*Problem*
Please find the lines in the entries below that contain the word "filter", and copy each one.

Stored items
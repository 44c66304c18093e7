// src/watch/watcher.rs

use std::fmt;
use std::path::{Path, PathBuf};

use anyhow::{Context, Result};
use notify::event::EventKind;
use notify::{Config, Event, RecommendedWatcher, RecursiveMode, Watcher};
use tokio::sync::mpsc;
use tracing::{debug, info, warn};

/// Input of the watch session.
#[derive(Debug, Clone, PartialEq, Eq)]
pub enum WatchEvent {
    /// A file under a watched tree was created, modified or removed.
    Changed(PathBuf),
    /// End the session.
    Shutdown,
}

/// Keeps one filesystem watcher alive. Dropping it stops watching.
pub struct WatcherHandle {
    root: PathBuf,
    _inner: RecommendedWatcher,
}

impl fmt::Debug for WatcherHandle {
    fn fmt(&self, f: &mut fmt::Formatter<'_>) -> fmt::Result {
        f.debug_struct("WatcherHandle")
            .field("root", &self.root)
            .finish_non_exhaustive()
    }
}

impl WatcherHandle {
    pub fn root(&self) -> &Path {
        &self.root
    }
}

/// Whether a notify event can mean changed content.
pub fn is_relevant(kind: &EventKind) -> bool {
    !matches!(kind, EventKind::Access(_))
}

/// Watch `root` recursively, forwarding changed paths to `tx`.
pub fn spawn_watcher(
    root: impl Into<PathBuf>,
    tx: mpsc::UnboundedSender<WatchEvent>,
) -> Result<WatcherHandle> {
    let root = root.into();

    let mut watcher = RecommendedWatcher::new(
        move |res: notify::Result<Event>| match res {
            Ok(event) => {
                if !is_relevant(&event.kind) {
                    return;
                }
                for path in event.paths {
                    if tx.send(WatchEvent::Changed(path)).is_err() {
                        debug!("watch session gone; dropping notify event");
                        return;
                    }
                }
            }
            Err(err) => warn!(error = %err, "file watch error"),
        },
        Config::default(),
    )
    .context("creating file watcher")?;

    watcher
        .watch(&root, RecursiveMode::Recursive)
        .with_context(|| format!("watching {root:?}"))?;

    info!(root = ?root, "file watcher started");
    Ok(WatcherHandle {
        root,
        _inner: watcher,
    })
}

/// One watcher per existing root; missing roots are skipped with a warning.
pub fn spawn_watchers(
    roots: &[PathBuf],
    tx: &mpsc::UnboundedSender<WatchEvent>,
) -> Result<Vec<WatcherHandle>> {
    let mut handles = Vec::with_capacity(roots.len());
    for root in roots {
        if !root.is_dir() {
            warn!(root = ?root, "watch root does not exist; not watching it");
            continue;
        }
        handles.push(spawn_watcher(root.clone(), tx.clone())?);
    }
    Ok(handles)
}
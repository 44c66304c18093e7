// src/dag/plan.rs

use std::collections::BTreeMap;

use crate::dag::task_id::{Action, TaskId};

#[derive(Debug, Clone)]
struct PlanNode {
    action: Action,
    /// Leaf tasks that must succeed before this one starts.
    deps: Vec<TaskId>,
    /// Leaf tasks waiting on this one.
    dependents: Vec<TaskId>,
}

/// Leaf actions of one task invocation and the order constraints between
/// them, produced by [`TaskRegistry::plan`](crate::dag::TaskRegistry::plan).
///
/// Every leaf task appears at most once.
#[derive(Debug, Clone)]
pub struct Plan {
    root: TaskId,
    nodes: BTreeMap<TaskId, PlanNode>,
    /// The invocation ends in a watch session.
    watch: bool,
}

impl Plan {
    pub(crate) fn new(root: TaskId) -> Self {
        Self {
            root,
            nodes: BTreeMap::new(),
            watch: false,
        }
    }

    pub(crate) fn set_watch(&mut self) {
        self.watch = true;
    }

    /// Add a leaf (or extend its dependencies if it is already present).
    pub(crate) fn add_node(&mut self, id: TaskId, action: Action, after: &[TaskId]) {
        self.nodes.entry(id).or_insert_with(|| PlanNode {
            action,
            deps: Vec::new(),
            dependents: Vec::new(),
        });
        for dep in after {
            self.add_edge(*dep, id);
        }
    }

    fn add_edge(&mut self, from: TaskId, to: TaskId) {
        if from == to {
            return;
        }
        if let Some(node) = self.nodes.get_mut(&to) {
            if node.deps.contains(&from) {
                return;
            }
            node.deps.push(from);
        }
        if let Some(node) = self.nodes.get_mut(&from) {
            node.dependents.push(to);
        }
    }

    pub fn root(&self) -> TaskId {
        self.root
    }

    pub fn ends_in_watch(&self) -> bool {
        self.watch
    }

    pub fn len(&self) -> usize {
        self.nodes.len()
    }

    pub fn is_empty(&self) -> bool {
        self.nodes.is_empty()
    }

    pub fn contains(&self, id: TaskId) -> bool {
        self.nodes.contains_key(&id)
    }

    /// All leaf tasks, in `TaskId` order.
    pub fn tasks(&self) -> impl Iterator<Item = TaskId> + '_ {
        self.nodes.keys().copied()
    }

    pub fn action_of(&self, id: TaskId) -> Option<Action> {
        self.nodes.get(&id).map(|n| n.action)
    }

    /// Immediate dependencies of a leaf.
    pub fn dependencies_of(&self, id: TaskId) -> &[TaskId] {
        self.nodes
            .get(&id)
            .map(|n| n.deps.as_slice())
            .unwrap_or(&[])
    }

    /// Immediate dependents of a leaf.
    pub fn dependents_of(&self, id: TaskId) -> &[TaskId] {
        self.nodes
            .get(&id)
            .map(|n| n.dependents.as_slice())
            .unwrap_or(&[])
    }

    /// Leaves with no dependencies; these start first.
    pub fn roots(&self) -> Vec<TaskId> {
        self.nodes
            .iter()
            .filter(|(_, n)| n.deps.is_empty())
            .map(|(id, _)| *id)
            .collect()
    }

    /// Layered topological order: every leaf sits one layer after its
    /// latest dependency. Leaves caught in a cycle are left out.
    pub fn stages(&self) -> Vec<Vec<TaskId>> {
        let mut remaining: BTreeMap<TaskId, usize> = self
            .nodes
            .iter()
            .map(|(id, n)| (*id, n.deps.len()))
            .collect();
        let mut stages = Vec::new();

        loop {
            let ready: Vec<TaskId> = remaining
                .iter()
                .filter(|(_, pending)| **pending == 0)
                .map(|(id, _)| *id)
                .collect();
            if ready.is_empty() {
                break;
            }
            for id in &ready {
                remaining.remove(id);
                for dependent in self.dependents_of(*id) {
                    if let Some(pending) = remaining.get_mut(dependent) {
                        *pending = pending.saturating_sub(1);
                    }
                }
            }
            stages.push(ready);
        }

        stages
    }

    /// True when every leaf appears in [`Plan::stages`].
    pub fn is_acyclic(&self) -> bool {
        self.stages().iter().map(Vec::len).sum::<usize>() == self.nodes.len()
    }
}
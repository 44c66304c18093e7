// src/watch/mod.rs

//! File watching and change detection.
//!
//! This module is responsible for:
//! - Binding source trees to the tasks they rebuild ([`patterns`]).
//! - Wiring up a cross-platform filesystem watcher per tree ([`watcher`]).
//! - Ignoring events that did not change file contents ([`hash`]).
//! - Running the rebuild loop ([`session`]).

pub mod hash;
pub mod path_utils;
pub mod patterns;
pub mod session;
pub mod watcher;

pub use hash::ContentHashes;
pub use patterns::{AfterBuild, WatchBinding, default_bindings, tasks_for_path};
pub use session::{SessionReport, WatchSession, watch};
pub use watcher::{WatchEvent, WatcherHandle, spawn_watcher, spawn_watchers};
// src/config/model.rs

use std::collections::BTreeMap;

use serde::{Deserialize, Serialize};

use super::lenient;

/// Effective build configuration.
///
/// Mirrors the JSON override file; every section is optional there and is
/// deep-merged over [`BuildConfig::default`]:
///
/// ```json
/// {
///   "src":  { "stylePath": "./src/scss", "scriptPath": "./src/js" },
///   "dist": { "cssPath": "./static/css", "scriptPath": "./static/js", "fontPath": "./static/fonts" },
///   "packagesPath": "./node_modules",
///   "sync": true,
///   "syncTarget": "http://localhost/"
/// }
/// ```
///
/// Paths are kept as the strings the user wrote; resolving them against the
/// project root happens in [`crate::exec::BuildContext`]. Values of the wrong
/// JSON type are accepted (see [`super::lenient`]).
#[derive(Debug, Clone, PartialEq, Eq, Serialize, Deserialize)]
#[serde(rename_all = "camelCase")]
pub struct BuildConfig {
    #[serde(default, deserialize_with = "lenient::section")]
    pub src: SourcePaths,

    #[serde(default, deserialize_with = "lenient::section")]
    pub dist: DistPaths,

    /// Sub-paths of the vendor framework, relative to `packages_path`.
    #[serde(default, deserialize_with = "lenient::section")]
    pub vendor: VendorPaths,

    #[serde(default = "default_packages_path", deserialize_with = "lenient::string")]
    pub packages_path: String,

    /// Start the live-sync hub in watch mode.
    #[serde(default, deserialize_with = "lenient::flag")]
    pub sync: bool,

    /// Upstream URL proxied by the live-sync server.
    #[serde(default = "default_sync_target", deserialize_with = "lenient::string")]
    pub sync_target: String,

    /// Minimum browser versions used for vendor prefixing, e.g. `"safari": "10"`.
    #[serde(default = "default_browsers", deserialize_with = "lenient::string_map")]
    pub browsers: BTreeMap<String, String>,

    #[serde(default, deserialize_with = "lenient::section")]
    pub tools: ToolsSection,
}

#[derive(Debug, Clone, PartialEq, Eq, Serialize, Deserialize)]
#[serde(rename_all = "camelCase")]
pub struct SourcePaths {
    #[serde(default = "default_src_style_path", deserialize_with = "lenient::string")]
    pub style_path: String,
    #[serde(default = "default_src_script_path", deserialize_with = "lenient::string")]
    pub script_path: String,
}

#[derive(Debug, Clone, PartialEq, Eq, Serialize, Deserialize)]
#[serde(rename_all = "camelCase")]
pub struct DistPaths {
    #[serde(default = "default_dist_css_path", deserialize_with = "lenient::string")]
    pub css_path: String,
    #[serde(default = "default_dist_script_path", deserialize_with = "lenient::string")]
    pub script_path: String,
    #[serde(default = "default_dist_font_path", deserialize_with = "lenient::string")]
    pub font_path: String,
}

#[derive(Debug, Clone, PartialEq, Eq, Serialize, Deserialize)]
#[serde(rename_all = "camelCase")]
pub struct VendorPaths {
    #[serde(default = "default_vendor_font_path", deserialize_with = "lenient::string")]
    pub font_path: String,
    #[serde(default = "default_vendor_style_path", deserialize_with = "lenient::string")]
    pub style_path: String,
    #[serde(default = "default_vendor_script_path", deserialize_with = "lenient::string")]
    pub script_path: String,
}

/// External tools plugged into the pipelines.
#[derive(Debug, Clone, Default, PartialEq, Eq, Serialize, Deserialize)]
#[serde(rename_all = "camelCase")]
pub struct ToolsSection {
    /// Shell command used as the script transpile step (stdin -> stdout).
    #[serde(default, deserialize_with = "lenient::opt_string")]
    pub transpiler: Option<String>,
}

fn default_src_style_path() -> String {
    "./src/scss".to_string()
}

fn default_src_script_path() -> String {
    "./src/js".to_string()
}

fn default_dist_css_path() -> String {
    "./static/css".to_string()
}

fn default_dist_script_path() -> String {
    "./static/js".to_string()
}

fn default_dist_font_path() -> String {
    "./static/fonts".to_string()
}

fn default_vendor_font_path() -> String {
    "/ucf-athena-framework/dist/fonts".to_string()
}

fn default_vendor_style_path() -> String {
    "/ucf-athena-framework/src/scss".to_string()
}

fn default_vendor_script_path() -> String {
    "/ucf-athena-framework/dist/js".to_string()
}

fn default_packages_path() -> String {
    "./node_modules".to_string()
}

fn default_sync_target() -> String {
    "http://localhost/".to_string()
}

fn default_browsers() -> BTreeMap<String, String> {
    [
        ("chrome", "49"),
        ("edge", "15"),
        ("firefox", "52"),
        ("ie", "11"),
        ("ios_saf", "10"),
        ("safari", "10"),
    ]
    .into_iter()
    .map(|(k, v)| (k.to_string(), v.to_string()))
    .collect()
}

impl Default for SourcePaths {
    fn default() -> Self {
        Self {
            style_path: default_src_style_path(),
            script_path: default_src_script_path(),
        }
    }
}

impl Default for DistPaths {
    fn default() -> Self {
        Self {
            css_path: default_dist_css_path(),
            script_path: default_dist_script_path(),
            font_path: default_dist_font_path(),
        }
    }
}

impl Default for VendorPaths {
    fn default() -> Self {
        Self {
            font_path: default_vendor_font_path(),
            style_path: default_vendor_style_path(),
            script_path: default_vendor_script_path(),
        }
    }
}

impl Default for BuildConfig {
    fn default() -> Self {
        Self {
            src: SourcePaths::default(),
            dist: DistPaths::default(),
            vendor: VendorPaths::default(),
            packages_path: default_packages_path(),
            sync: false,
            sync_target: default_sync_target(),
            browsers: default_browsers(),
            tools: ToolsSection::default(),
        }
    }
}
//! Reward-hint synthesis: coarse numeric/boolean signals for downstream
//! reward shaping. Intentionally approximate — a heuristic, not a
//! card-economy simulator.

use serde::{Deserialize, Serialize};

use crate::ability::{AbilityType, ParsedAbility};
use crate::effect::{Amount, EffectAction, TargetClass};
use crate::cost::CostComponent;
use crate::trigger::TriggerEvent;
use crate::types::{CardType, TypeLine};

#[derive(Debug, Clone, Copy, PartialEq, Eq, Default, Serialize, Deserialize)]
pub struct RewardHints {
    /// True when some spell/triggered/activated ability resolves an
    /// unconditional effect with no delay.
    pub immediate_impact: bool,
    /// True for permanents whose payoff accrues over turns.
    pub delayed_impact: bool,
    /// True when an effect hits every player alike.
    pub symmetrical: bool,
    /// Net cards gained (+) or spent beyond one-for-one (−).
    pub card_advantage: i32,
}

pub fn synthesize(abilities: &[ParsedAbility], type_line: &TypeLine) -> RewardHints {
    RewardHints {
        immediate_impact: abilities.iter().any(|ability| {
            matches!(
                ability.ability_type,
                AbilityType::Spell | AbilityType::Triggered | AbilityType::Activated
            ) && ability.has_unconditional_effect()
        }),
        delayed_impact: type_line.has(CardType::Enchantment)
            || type_line.has(CardType::Artifact)
            || abilities.iter().any(|ability| {
                ability.trigger.as_ref().is_some_and(|trigger| {
                    matches!(
                        trigger.event,
                        TriggerEvent::BeginningOfUpkeep
                            | TriggerEvent::BeginningOfEndStep
                            | TriggerEvent::BeginningOfCombat
                    )
                })
            }),
        symmetrical: abilities.iter().any(|ability| {
            ability
                .effects
                .iter()
                .any(|effect| effect.target == TargetClass::EachPlayer)
        }),
        card_advantage: card_advantage(abilities),
    }
}

/// Signed card-count delta. Draws count positive; self-inflicted card
/// loss (discard/sacrifice costs, or effects aimed at you) counts
/// negative. Tokens and mana are not cards; searches are card-neutral.
fn card_advantage(abilities: &[ParsedAbility]) -> i32 {
    let mut delta = 0i32;
    for ability in abilities {
        for component in &ability.cost {
            match component {
                CostComponent::Discard(_) | CostComponent::Sacrifice(_) => delta -= 1,
                _ => {}
            }
        }
        for effect in &ability.effects {
            let count = match &effect.magnitude {
                Some(Amount::Fixed(n)) => *n as i32,
                Some(Amount::Variable(_)) | None => 1,
            };
            match effect.action {
                EffectAction::DrawCard if effect.target == TargetClass::You => {
                    delta += count;
                }
                EffectAction::Discard | EffectAction::Sacrifice
                    if effect.target == TargetClass::You =>
                {
                    delta -= count;
                }
                _ => {}
            }
        }
    }
    delta
}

*Task solution*
            .filter(|(_, n)| n.deps.is_empty())
                .filter(|(_, pending)| **pending == 0)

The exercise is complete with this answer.